(Saved entries)
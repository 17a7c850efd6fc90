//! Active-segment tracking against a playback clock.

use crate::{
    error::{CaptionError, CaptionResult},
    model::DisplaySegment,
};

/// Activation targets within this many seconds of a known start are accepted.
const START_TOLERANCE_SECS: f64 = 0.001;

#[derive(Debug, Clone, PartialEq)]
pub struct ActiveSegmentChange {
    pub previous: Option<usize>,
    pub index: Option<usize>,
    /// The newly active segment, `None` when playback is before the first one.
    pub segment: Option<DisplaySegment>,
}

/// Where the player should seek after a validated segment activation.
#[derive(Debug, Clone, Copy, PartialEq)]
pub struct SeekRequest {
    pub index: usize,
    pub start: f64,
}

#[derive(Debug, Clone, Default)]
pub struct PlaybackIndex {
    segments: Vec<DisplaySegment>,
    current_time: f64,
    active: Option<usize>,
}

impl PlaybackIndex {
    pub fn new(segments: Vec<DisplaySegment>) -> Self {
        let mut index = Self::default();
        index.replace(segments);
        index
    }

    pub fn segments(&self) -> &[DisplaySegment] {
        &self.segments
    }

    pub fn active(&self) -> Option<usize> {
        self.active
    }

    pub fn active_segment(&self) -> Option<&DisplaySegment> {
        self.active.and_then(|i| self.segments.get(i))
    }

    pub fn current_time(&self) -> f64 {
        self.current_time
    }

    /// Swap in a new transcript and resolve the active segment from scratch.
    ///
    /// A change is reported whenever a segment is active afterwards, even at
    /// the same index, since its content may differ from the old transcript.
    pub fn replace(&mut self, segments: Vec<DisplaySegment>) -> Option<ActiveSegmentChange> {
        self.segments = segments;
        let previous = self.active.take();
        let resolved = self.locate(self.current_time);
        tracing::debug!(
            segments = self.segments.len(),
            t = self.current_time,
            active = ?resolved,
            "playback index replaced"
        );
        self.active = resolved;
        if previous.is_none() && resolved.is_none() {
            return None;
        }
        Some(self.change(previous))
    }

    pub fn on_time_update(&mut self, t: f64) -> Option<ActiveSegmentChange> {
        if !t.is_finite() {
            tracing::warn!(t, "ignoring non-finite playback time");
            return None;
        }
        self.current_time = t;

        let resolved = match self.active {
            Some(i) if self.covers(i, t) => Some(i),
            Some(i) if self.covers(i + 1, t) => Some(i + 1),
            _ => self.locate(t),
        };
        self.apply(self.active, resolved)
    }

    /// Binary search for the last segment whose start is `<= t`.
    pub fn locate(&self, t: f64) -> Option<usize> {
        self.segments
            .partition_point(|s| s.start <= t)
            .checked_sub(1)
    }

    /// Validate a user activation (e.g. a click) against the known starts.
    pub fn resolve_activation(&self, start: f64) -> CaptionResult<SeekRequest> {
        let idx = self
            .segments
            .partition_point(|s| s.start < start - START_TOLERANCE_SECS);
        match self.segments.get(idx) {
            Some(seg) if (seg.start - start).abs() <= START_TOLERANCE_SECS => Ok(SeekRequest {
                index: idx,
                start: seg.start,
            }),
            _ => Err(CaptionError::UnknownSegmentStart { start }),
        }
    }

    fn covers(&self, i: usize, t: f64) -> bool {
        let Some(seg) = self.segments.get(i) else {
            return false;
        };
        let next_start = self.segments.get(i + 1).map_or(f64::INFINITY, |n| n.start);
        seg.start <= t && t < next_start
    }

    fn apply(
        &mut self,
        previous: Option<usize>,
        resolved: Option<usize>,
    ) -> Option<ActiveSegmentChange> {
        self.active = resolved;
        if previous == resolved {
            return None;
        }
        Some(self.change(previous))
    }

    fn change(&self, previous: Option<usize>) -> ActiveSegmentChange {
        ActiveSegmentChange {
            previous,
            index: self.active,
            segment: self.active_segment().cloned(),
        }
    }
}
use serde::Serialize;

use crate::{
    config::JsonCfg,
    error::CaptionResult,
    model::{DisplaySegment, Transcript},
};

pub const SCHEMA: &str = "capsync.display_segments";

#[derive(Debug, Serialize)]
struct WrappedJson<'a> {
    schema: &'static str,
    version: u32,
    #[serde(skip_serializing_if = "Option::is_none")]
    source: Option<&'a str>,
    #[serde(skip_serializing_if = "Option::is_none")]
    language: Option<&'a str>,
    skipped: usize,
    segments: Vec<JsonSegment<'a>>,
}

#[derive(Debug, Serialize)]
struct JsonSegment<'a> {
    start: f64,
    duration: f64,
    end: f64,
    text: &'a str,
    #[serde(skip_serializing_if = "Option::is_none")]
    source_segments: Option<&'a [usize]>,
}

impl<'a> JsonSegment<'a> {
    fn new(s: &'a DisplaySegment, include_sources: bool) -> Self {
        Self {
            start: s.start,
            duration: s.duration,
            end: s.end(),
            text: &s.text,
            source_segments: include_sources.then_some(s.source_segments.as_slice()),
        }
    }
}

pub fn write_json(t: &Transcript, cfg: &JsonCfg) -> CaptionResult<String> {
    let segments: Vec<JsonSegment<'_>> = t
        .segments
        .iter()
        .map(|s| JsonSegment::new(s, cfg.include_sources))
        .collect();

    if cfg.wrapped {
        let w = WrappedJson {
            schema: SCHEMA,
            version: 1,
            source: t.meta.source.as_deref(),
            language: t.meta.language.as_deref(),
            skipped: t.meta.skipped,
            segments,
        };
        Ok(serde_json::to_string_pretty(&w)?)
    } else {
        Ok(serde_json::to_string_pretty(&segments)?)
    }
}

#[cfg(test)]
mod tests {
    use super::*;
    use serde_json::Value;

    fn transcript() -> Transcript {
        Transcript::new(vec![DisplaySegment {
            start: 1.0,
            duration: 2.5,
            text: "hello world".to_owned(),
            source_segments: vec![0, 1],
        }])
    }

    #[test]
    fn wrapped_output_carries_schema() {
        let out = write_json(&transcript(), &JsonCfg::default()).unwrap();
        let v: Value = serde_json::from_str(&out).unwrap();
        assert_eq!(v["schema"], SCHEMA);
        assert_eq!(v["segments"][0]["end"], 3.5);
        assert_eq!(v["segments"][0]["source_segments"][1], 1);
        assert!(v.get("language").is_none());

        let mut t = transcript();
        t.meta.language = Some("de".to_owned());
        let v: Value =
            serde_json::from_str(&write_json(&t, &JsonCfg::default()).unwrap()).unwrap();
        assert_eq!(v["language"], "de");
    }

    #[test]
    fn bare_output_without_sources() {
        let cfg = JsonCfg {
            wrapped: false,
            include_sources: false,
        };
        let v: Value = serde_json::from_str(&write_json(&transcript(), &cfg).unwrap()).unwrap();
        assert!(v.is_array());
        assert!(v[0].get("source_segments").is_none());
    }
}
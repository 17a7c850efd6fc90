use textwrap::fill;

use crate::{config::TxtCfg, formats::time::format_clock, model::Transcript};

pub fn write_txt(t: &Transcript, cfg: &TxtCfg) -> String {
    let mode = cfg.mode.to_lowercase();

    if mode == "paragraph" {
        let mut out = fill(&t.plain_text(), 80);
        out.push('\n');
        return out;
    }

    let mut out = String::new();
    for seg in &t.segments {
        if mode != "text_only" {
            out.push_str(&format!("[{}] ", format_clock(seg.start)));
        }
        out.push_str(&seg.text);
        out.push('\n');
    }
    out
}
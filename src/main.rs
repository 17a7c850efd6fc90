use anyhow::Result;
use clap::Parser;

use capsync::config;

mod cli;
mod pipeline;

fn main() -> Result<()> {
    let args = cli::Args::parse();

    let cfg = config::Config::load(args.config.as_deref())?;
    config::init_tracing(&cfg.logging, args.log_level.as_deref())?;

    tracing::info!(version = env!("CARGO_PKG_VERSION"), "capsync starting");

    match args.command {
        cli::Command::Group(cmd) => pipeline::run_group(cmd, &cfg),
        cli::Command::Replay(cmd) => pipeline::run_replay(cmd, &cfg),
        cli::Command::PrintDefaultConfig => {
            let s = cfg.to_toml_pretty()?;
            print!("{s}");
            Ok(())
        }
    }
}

Problem to work on: Looking at the records above, return exactly the lines from the line with "let mut t = transcript();" to the line with "let cfg = config::Config::load(args.config.as_deref())?;", both ends included.

Exercise result:
        let mut t = transcript();
        t.meta.language = Some("de".to_owned());
        let v: Value =
            serde_json::from_str(&write_json(&t, &JsonCfg::default()).unwrap()).unwrap();
        assert_eq!(v["language"], "de");
    }

    #[test]
    fn bare_output_without_sources() {
        let cfg = JsonCfg {
            wrapped: false,
            include_sources: false,
        };
        let v: Value = serde_json::from_str(&write_json(&transcript(), &cfg).unwrap()).unwrap();
        assert!(v.is_array());
        assert!(v[0].get("source_segments").is_none());
    }
}
repository 17a7c850efd6fc90
use textwrap::fill;

use crate::{config::TxtCfg, formats::time::format_clock, model::Transcript};

pub fn write_txt(t: &Transcript, cfg: &TxtCfg) -> String {
    let mode = cfg.mode.to_lowercase();

    if mode == "paragraph" {
        let mut out = fill(&t.plain_text(), 80);
        out.push('\n');
        return out;
    }

    let mut out = String::new();
    for seg in &t.segments {
        if mode != "text_only" {
            out.push_str(&format!("[{}] ", format_clock(seg.start)));
        }
        out.push_str(&seg.text);
        out.push('\n');
    }
    out
}
filename src/main.rs
repository 17a7c850efd6fc90
use anyhow::Result;
use clap::Parser;

use capsync::config;

mod cli;
mod pipeline;

fn main() -> Result<()> {
    let args = cli::Args::parse();

    let cfg = config::Config::load(args.config.as_deref())?;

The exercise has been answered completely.